Even miles from shore, the human footprint that lined the ocean with condominiums and highways leaves its heavy tread. Six-pack wrappers and bottles bob beside turtles and cavorting dolphins.


Scientists and those who live off the sea are optimistic the tide can be turned. But they wonder if there will be enough resolve and money for things like mapping the entire Oculina Bank, which may go as far north as St. Augustine.

They're encouraged by improvements seen since large areas of the bank were closed to fishing.

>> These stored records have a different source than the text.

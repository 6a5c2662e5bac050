//! Dense-head math: inner products, fused batch norm, softmax, pooling, and
//! the score sigmoid family.

/// Dense layer: `output[o] = biases[o] + Σ_i weights[o·inputs + i]·input[i]`,
/// optionally rectified.
pub fn innerproduct<const RELU: bool>(input: &[f32], weights: &[f32], biases: &[f32]) -> Vec<f32> {
    let inputs = input.len();
    let outputs = biases.len();
    debug_assert_eq!(inputs * outputs, weights.len());

    let mut output = Vec::with_capacity(outputs);
    for o in 0..outputs {
        let row = &weights[o * inputs..(o + 1) * inputs];
        let mut acc = biases[o];
        for (w, x) in row.iter().zip(input) {
            acc += w * x;
        }
        if RELU && acc < 0.0 {
            acc = 0.0;
        }
        output.push(acc);
    }
    output
}

/// Fused batch norm over `channels × spatial` data followed by ReLU.
///
/// `stddevs` holds the load-time precomputed `1/√(σ² + ε)` scales, and conv
/// biases have been folded into `means`, so this is multiply-subtract only.
/// `eltwise` adds a residual shortcut before the rectifier.
pub fn batchnorm(
    channels: usize,
    spatial: usize,
    data: &mut [f32],
    means: &[f32],
    stddevs: &[f32],
    eltwise: Option<&[f32]>,
) {
    debug_assert_eq!(data.len(), channels * spatial);
    for c in 0..channels {
        let mean = means[c];
        let scale = stddevs[c];
        let arr = &mut data[c * spatial..(c + 1) * spatial];
        match eltwise {
            None => {
                for v in arr.iter_mut() {
                    *v = (scale * (*v - mean)).max(0.0);
                }
            }
            Some(res) => {
                let res = &res[c * spatial..(c + 1) * spatial];
                for (v, r) in arr.iter_mut().zip(res) {
                    *v = (scale * (*v - mean) + r).max(0.0);
                }
            }
        }
    }
}

/// Numerically stable softmax at `temperature`.
pub fn softmax(input: &[f32], temperature: f32) -> Vec<f32> {
    let max = input.iter().copied().fold(f32::NEG_INFINITY, f32::max);
    let mut output: Vec<f32> = input
        .iter()
        .map(|&v| ((v - max) / temperature).exp())
        .collect();
    let denom: f32 = output.iter().sum();
    for v in &mut output {
        *v /= denom;
    }
    output
}

/// Mean over the spatial area, collapsing `channels × area` to `channels`.
pub fn reduce_mean(layer: &[f32], area: usize) -> Vec<f32> {
    let channels = layer.len() / area;
    debug_assert_eq!(channels * area, layer.len());
    (0..channels)
        .map(|c| layer[c * area..(c + 1) * area].iter().sum::<f32>() / area as f32)
        .collect()
}

/// The SAI win-probability sigmoid.
///
/// Evaluates the logistic of `b·(α + bonus)` where `b` is `β₂` on the
/// positive side of the score axis (when a distinct β₂ ≥ 0 is given) and `β`
/// on the negative side. Returns `(p, 1 − p)` with `p` the probability for
/// the side the caller's α refers to. Large arguments switch to the
/// `exp(−|arg|)` form so the tail never overflows.
pub fn sigmoid(alpha: f32, beta: f32, bonus: f32, beta2: f32) -> (f32, f32) {
    let beta2 = if beta2 < 0.0 { beta } else { beta2 };
    let arg = f64::from(if alpha + bonus > 0.0 { beta2 } else { beta }) * f64::from(alpha + bonus);
    let absarg = arg.abs();
    let ret = if absarg > 30.0 {
        (-absarg).exp()
    } else {
        1.0 / (1.0 + absarg.exp())
    };

    if arg < 0.0 {
        (ret as f32, (1.0 - ret) as f32)
    } else {
        ((1.0 - ret) as f32, ret as f32)
    }
}

fn softplus(z: f64) -> f64 {
    if z > 30.0 {
        z
    } else if z < -30.0 {
        z.exp()
    } else {
        z.exp().ln_1p()
    }
}

/// Average of the win-probability sigmoid over bonuses in `[s, t]`.
///
/// This is the SAI eval-mixing integral: the λ/μ quantiles of the father
/// node bound the interval, and the backed-up value is the mean winrate over
/// it. The antiderivative of `σ(b(α+x))` is `softplus(b(α+x))/b`; the
/// integral is split at `x = −α` where the slope switches between β and β₂.
pub fn sigmoid_interval_avg(alpkt: f32, beta: f32, beta2: f32, s: f32, t: f32) -> f32 {
    let (lo, hi) = if s <= t { (s, t) } else { (t, s) };
    if hi - lo < 1e-6 {
        return sigmoid(alpkt, beta, 0.5 * (lo + hi), beta2).0;
    }

    let alpkt = f64::from(alpkt);
    let beta_lo = f64::from(beta);
    let beta_hi = if beta2 >= 0.0 {
        f64::from(beta2)
    } else {
        beta_lo
    };
    let (lo, hi) = (f64::from(lo), f64::from(hi));

    let piece = |b: f64, from: f64, to: f64| {
        (softplus(b * (alpkt + to)) - softplus(b * (alpkt + from))) / b
    };

    let breakpoint = -alpkt;
    let integral = if hi <= breakpoint {
        piece(beta_lo, lo, hi)
    } else if lo >= breakpoint {
        piece(beta_hi, lo, hi)
    } else {
        piece(beta_lo, lo, breakpoint) + piece(beta_hi, breakpoint, hi)
    };

    (integral / (hi - lo)) as f32
}

/// L2 norm of the difference between two evaluations, used by the backend
/// self-check.
pub fn l2_distance(a: &[f32], b: &[f32]) -> f32 {
    debug_assert_eq!(a.len(), b.len());
    a.iter()
        .zip(b)
        .map(|(x, y)| (x - y) * (x - y))
        .sum::<f32>()
        .sqrt()
}
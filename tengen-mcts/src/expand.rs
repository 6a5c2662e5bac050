//! Node expansion: evaluate the position, fold symmetric moves, gate the
//! pass candidate, and install the child list.

use std::sync::atomic::AtomicUsize;
use std::sync::Arc;

use rand::Rng;

use tengen_core::symmetry::{sym_move, NUM_SYMMETRIES};
use tengen_core::{BoardView, Color, GameView, Move, BOARD_SIZE, NUM_INTERSECTIONS};
use tengen_net::{Ensemble, EvalError, Evaluator};

use crate::edge::Edge;
use crate::node::{LeafEval, SearchNode};

impl SearchNode {
    /// Expand this node: run the network, generate children, back up the
    /// fresh evaluation.
    ///
    /// Returns `Ok(None)` when the node is terminal, when another worker
    /// holds (or already finished) the expansion, or when nothing is left to
    /// expand at `min_psa_ratio`. A halted evaluator rewinds the expansion
    /// state and propagates [`EvalError::Halted`].
    pub fn create_children<G: GameView>(
        &self,
        node_count: &AtomicUsize,
        evaluator: &Evaluator,
        state: &G,
        min_psa_ratio: f32,
    ) -> Result<Option<LeafEval>, EvalError> {
        // No successors in a final position.
        if state.passes() >= 2 {
            return Ok(None);
        }

        if !self.acquire_expanding() {
            return Ok(None);
        }

        if !self.expandable(min_psa_ratio) {
            self.expand_done();
            return Ok(None);
        }

        let config = evaluator.config();
        let use_cache = config.eval.use_nncache;
        let raw = match evaluator.get_output(
            state,
            Ensemble::RandomSymmetry,
            use_cache,
            use_cache,
            false,
        ) {
            Ok(raw) => raw,
            Err(err) => {
                self.expand_cancel();
                return Err(err);
            }
        };

        // The network reports value for the side to move; the tree keeps
        // black's frame.
        let stm_eval = raw.value;
        let to_move = state.to_move();
        let value = if to_move == Color::Black {
            stm_eval
        } else {
            1.0 - stm_eval
        };

        let outcome = if raw.is_sai {
            LeafEval::from_eval(value, state.alpkt(raw.alpha), raw.beta, raw.beta2, true)
        } else {
            // For LZ networks α is the winrate logit, flipped to black.
            let alpkt = if to_move == Color::Black {
                raw.alpha
            } else {
                -raw.alpha
            };
            LeafEval::from_eval(value, alpkt, 1.0, 1.0, false)
        };
        self.set_net_values(value, outcome.alpkt, outcome.beta, outcome.beta2);

        // Symmetries under which the position maps to itself; equivalent
        // moves are folded onto one representative.
        let mut stabilizer = vec![0usize];
        if config.play.exploit_symmetries {
            for symmetry in 1..NUM_SYMMETRIES {
                if state.is_symmetry_invariant(symmetry) {
                    stabilizer.push(symmetry);
                }
            }
        }

        let mut nodelist: Vec<(f32, Move)> = Vec::new();
        let mut taken_already = [false; NUM_INTERSECTIONS];
        let mut rng = rand::thread_rng();
        let mut legal_sum = 0.0f32;

        for i in 0..NUM_INTERSECTIONS {
            let vertex = Move::Vertex(i as u16);
            if !state.board().is_legal(to_move, vertex) || taken_already[i] {
                continue;
            }

            let mut taken_policy = 0.0f32;
            let mut max_u = 0.0f32;
            let mut chosen_vertex = vertex;
            for &symmetry in &stabilizer {
                let j_vertex = sym_move(vertex, symmetry);
                let j = j_vertex.index();
                if taken_already[j] {
                    continue;
                }
                taken_already[j] = true;
                taken_policy += raw.policy[j];

                let u = if config.play.symm_nonrandom {
                    // Deterministic lexicographic representative for
                    // reproducible self-play.
                    let (x, y) = j_vertex.xy().unwrap_or((0, 0));
                    x as f32 + 2.001 * y as f32
                } else {
                    rng.gen::<f32>()
                };
                if u > max_u {
                    max_u = u;
                    chosen_vertex = j_vertex;
                }
            }

            let warm_policy = taken_policy.powf(1.0 / config.eval.policy_temp);
            nodelist.push((warm_policy, chosen_vertex));
            legal_sum += warm_policy;
        }

        // Pass gating: always with the dumb-pass flag or in a nearly full
        // board, otherwise only when clearly winning on the board count too.
        let mut allow_pass = config.play.dumbpass;
        if nodelist.len() <= 5.max(BOARD_SIZE) {
            allow_pass = true;
        }
        if !allow_pass && stm_eval > 0.8 {
            let relative_score = match to_move {
                Color::Black => state.final_score(),
                Color::White => -state.final_score(),
            };
            if relative_score >= 0.0 {
                allow_pass = true;
            }
        }
        if allow_pass {
            let warm_pass = raw.policy_pass.powf(1.0 / config.eval.policy_temp);
            nodelist.push((warm_pass, Move::Pass));
            legal_sum += warm_pass;
        }

        if legal_sum > f32::MIN_POSITIVE {
            for (policy, _) in &mut nodelist {
                *policy /= legal_sum;
            }
        } else {
            // Freshly randomized networks can emit degenerate policies.
            let uniform = 1.0 / nodelist.len() as f32;
            for (policy, _) in &mut nodelist {
                *policy = uniform;
            }
        }

        self.link_children(node_count, nodelist, min_psa_ratio);

        self.update(&outcome, false);
        if raw.is_sai {
            self.set_lambda_mu(state, config);
            self.update_all_quantiles(outcome.alpkt, outcome.beta, outcome.beta2);
        }

        self.expand_done();
        Ok(Some(outcome))
    }

    /// Install a prior list directly, bypassing the evaluator. The driver
    /// uses this to rebuild a root from externally supplied priors; tests
    /// use it to fabricate positions.
    pub fn install_children(
        &self,
        node_count: &AtomicUsize,
        nodelist: Vec<(f32, Move)>,
        min_psa_ratio: f32,
    ) -> bool {
        if !self.acquire_expanding() {
            return false;
        }
        self.link_children(node_count, nodelist, min_psa_ratio);
        self.expand_done();
        true
    }

    fn link_children(
        &self,
        node_count: &AtomicUsize,
        mut nodelist: Vec<(f32, Move)>,
        min_psa_ratio: f32,
    ) {
        debug_assert!(min_psa_ratio < self.min_psa_ratio_children.load());
        if nodelist.is_empty() {
            return;
        }

        // Best-prior first.
        nodelist.sort_by(|a, b| b.0.partial_cmp(&a.0).unwrap_or(std::cmp::Ordering::Equal));

        let max_psa = nodelist[0].0;
        let old_min_psa = max_psa * self.min_psa_ratio_children.load();
        let new_min_psa = max_psa * min_psa_ratio;

        let mut children = self.children.write();
        if new_min_psa > 0.0 {
            let keep = nodelist.iter().filter(|(p, _)| *p >= new_min_psa).count();
            children.reserve(keep);
        } else {
            children.reserve(nodelist.len());
        }

        let mut skipped_children = false;
        for (policy, mv) in nodelist {
            if policy < new_min_psa {
                skipped_children = true;
            } else if policy < old_min_psa {
                children.push(Arc::new(Edge::new(mv, policy)));
                node_count.fetch_add(1, std::sync::atomic::Ordering::Relaxed);
            }
        }
        drop(children);

        self.min_psa_ratio_children
            .store(if skipped_children { min_psa_ratio } else { 0.0 });
    }
}
//! Atomic float cells.
//!
//! The node statistics are plain floats updated from many workers; the
//! standard library has no atomic floats, so these wrap the bit pattern in
//! an atomic integer and add via a compare-exchange loop. All operations are
//! relaxed: correctness relies only on eventual consistency.

use std::sync::atomic::{AtomicU32, AtomicU64, Ordering};

#[derive(Debug, Default)]
pub struct AtomicF32 {
    bits: AtomicU32,
}

impl AtomicF32 {
    pub fn new(value: f32) -> AtomicF32 {
        AtomicF32 {
            bits: AtomicU32::new(value.to_bits()),
        }
    }

    #[inline]
    pub fn load(&self) -> f32 {
        f32::from_bits(self.bits.load(Ordering::Relaxed))
    }

    #[inline]
    pub fn store(&self, value: f32) {
        self.bits.store(value.to_bits(), Ordering::Relaxed);
    }

    pub fn add(&self, delta: f32) {
        let mut current = self.bits.load(Ordering::Relaxed);
        loop {
            let next = (f32::from_bits(current) + delta).to_bits();
            match self.bits.compare_exchange_weak(
                current,
                next,
                Ordering::Relaxed,
                Ordering::Relaxed,
            ) {
                Ok(_) => return,
                Err(observed) => current = observed,
            }
        }
    }
}

#[derive(Debug, Default)]
pub struct AtomicF64 {
    bits: AtomicU64,
}

impl AtomicF64 {
    pub fn new(value: f64) -> AtomicF64 {
        AtomicF64 {
            bits: AtomicU64::new(value.to_bits()),
        }
    }

    #[inline]
    pub fn load(&self) -> f64 {
        f64::from_bits(self.bits.load(Ordering::Relaxed))
    }

    #[inline]
    pub fn store(&self, value: f64) {
        self.bits.store(value.to_bits(), Ordering::Relaxed);
    }

    pub fn add(&self, delta: f64) {
        let mut current = self.bits.load(Ordering::Relaxed);
        loop {
            let next = (f64::from_bits(current) + delta).to_bits();
            match self.bits.compare_exchange_weak(
                current,
                next,
                Ordering::Relaxed,
                Ordering::Relaxed,
            ) {
                Ok(_) => return,
                Err(observed) => current = observed,
            }
        }
    }
}

#[cfg(test)]
mod tests {
    use super::*;

    #[test]
    fn add_accumulates() {
        let cell = AtomicF64::new(1.5);
        cell.add(2.25);
        cell.add(-0.75);
        assert_eq!(cell.load(), 3.0);
    }

    #[test]
    fn concurrent_adds_do_not_lose_updates() {
        let cell = std::sync::Arc::new(AtomicF64::new(0.0));
        std::thread::scope(|scope| {
            for _ in 0..4 {
                let cell = std::sync::Arc::clone(&cell);
                scope.spawn(move || {
                    for _ in 0..1000 {
                        cell.add(1.0);
                    }
                });
            }
        });
        assert_eq!(cell.load(), 4000.0);
    }

    #[test]
    fn f32_store_and_load() {
        let cell = AtomicF32::new(0.0);
        cell.store(0.25);
        assert_eq!(cell.load(), 0.25);
        cell.add(0.5);
        assert_eq!(cell.load(), 0.75);
    }
}
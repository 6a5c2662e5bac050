//! tengen-core: Board geometry, dihedral symmetries, the game-state contract,
//! and engine configuration.

pub mod board;
pub mod config;
pub mod state;
pub mod symmetry;
pub mod testing;

pub use board::{Color, Move, BOARD_SIZE, NUM_INTERSECTIONS, POTENTIAL_MOVES};
pub use config::{Config, ConfigError, EvalConfig, PlayConfig, Precision, SearchConfig};
pub use state::{BoardView, GameView};
pub use symmetry::{
    sym_move, symmetry_tables, SymmetryTables, IDENTITY_SYMMETRY, NUM_SYMMETRIES,
};

/// Crate version.
pub const VERSION: &str = env!("CARGO_PKG_VERSION");

#[cfg(test)]
mod tests {
    use super::*;

    #[test]
    fn version_is_nonempty() {
        assert!(!VERSION.is_empty());
    }
}
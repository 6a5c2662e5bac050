use criterion::{black_box, criterion_group, criterion_main, Criterion};

use tengen_bench::midgame_state;
use tengen_features::{gather_features, EncodingSpec};

fn bench_gather_features(c: &mut Criterion) {
    let game = midgame_state();

    let plain = EncodingSpec::default();
    c.bench_function("gather_features_default", |b| {
        b.iter(|| black_box(gather_features(black_box(&game), 3, &plain)))
    });

    let rich = EncodingSpec {
        input_moves: 8,
        adv_features: true,
        chainlibs_features: true,
        chainsize_features: true,
        include_color: true,
    };
    c.bench_function("gather_features_all_planes", |b| {
        b.iter(|| black_box(gather_features(black_box(&game), 3, &rich)))
    });
}

criterion_group!(benches, bench_gather_features);
criterion_main!(benches);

Fish numbers dropped dramatically when areas of Oculina coral were "annihilated," said Christopher Koenig, a Florida State University professor. But black sea bass, grouper and other fish seem to be returning.


Researchers are pleased state and federal officials now patrol the closed areas.

On a sunny morning in August, the Coast Guard cutter Shrike set out on a routine patrol of the Oculina. The crew spotted more than a dozen shrimp boats anchored just a couple of miles outside one area closed to shrimping and most kinds of fishing.

Boarding one boat, the Guardsmen checked the overnight track. The Oculina was marked on the global positioning system with a "big purple line" and the shrimpers hadn't crossed it. Other boats have and been heavily fined.

The National Marine Fisheries Service requires tracking beacons on big fishing vessels.

But delicate coral that took hundreds of years to grow won't be quickly restored.


Other reefs around the world face similar threats and are being overtaken by seaweed that thrives in water polluted with stormwater runoff and sewage. This year for the first time, two corals were listed as endangered species and the Oculina Bank's ivory tree coral was listed as a species of concern.

Brian Lapointe, a Harbor Branch scientist, found septic tanks seeping into coastal waters of the Florida Keys 25 years ago. At Looe Key, a popular snorkeling spot, he found levels of two fertilizer ingredients, ammonium nitrate and phosphate, rose more than 100 percent in 10 years in the 1990s. Such increases -- from fertilizers, pesticides and bacteria -- occur worldwide, he said, and the ocean can't dilute it all.

Scott Kraus sees the impacts of pollution on sea life in his work as vice president of research with the New England Aquarium. "People don't take the potential problems we're creating for (the ocean) seriously, because we've been dumping for years and thinking it was infinite," Kraus said.


The clamoring of scientists worldwide has drawn attention to the ocean crisis, with state and national ocean commissions calling for sweeping changes.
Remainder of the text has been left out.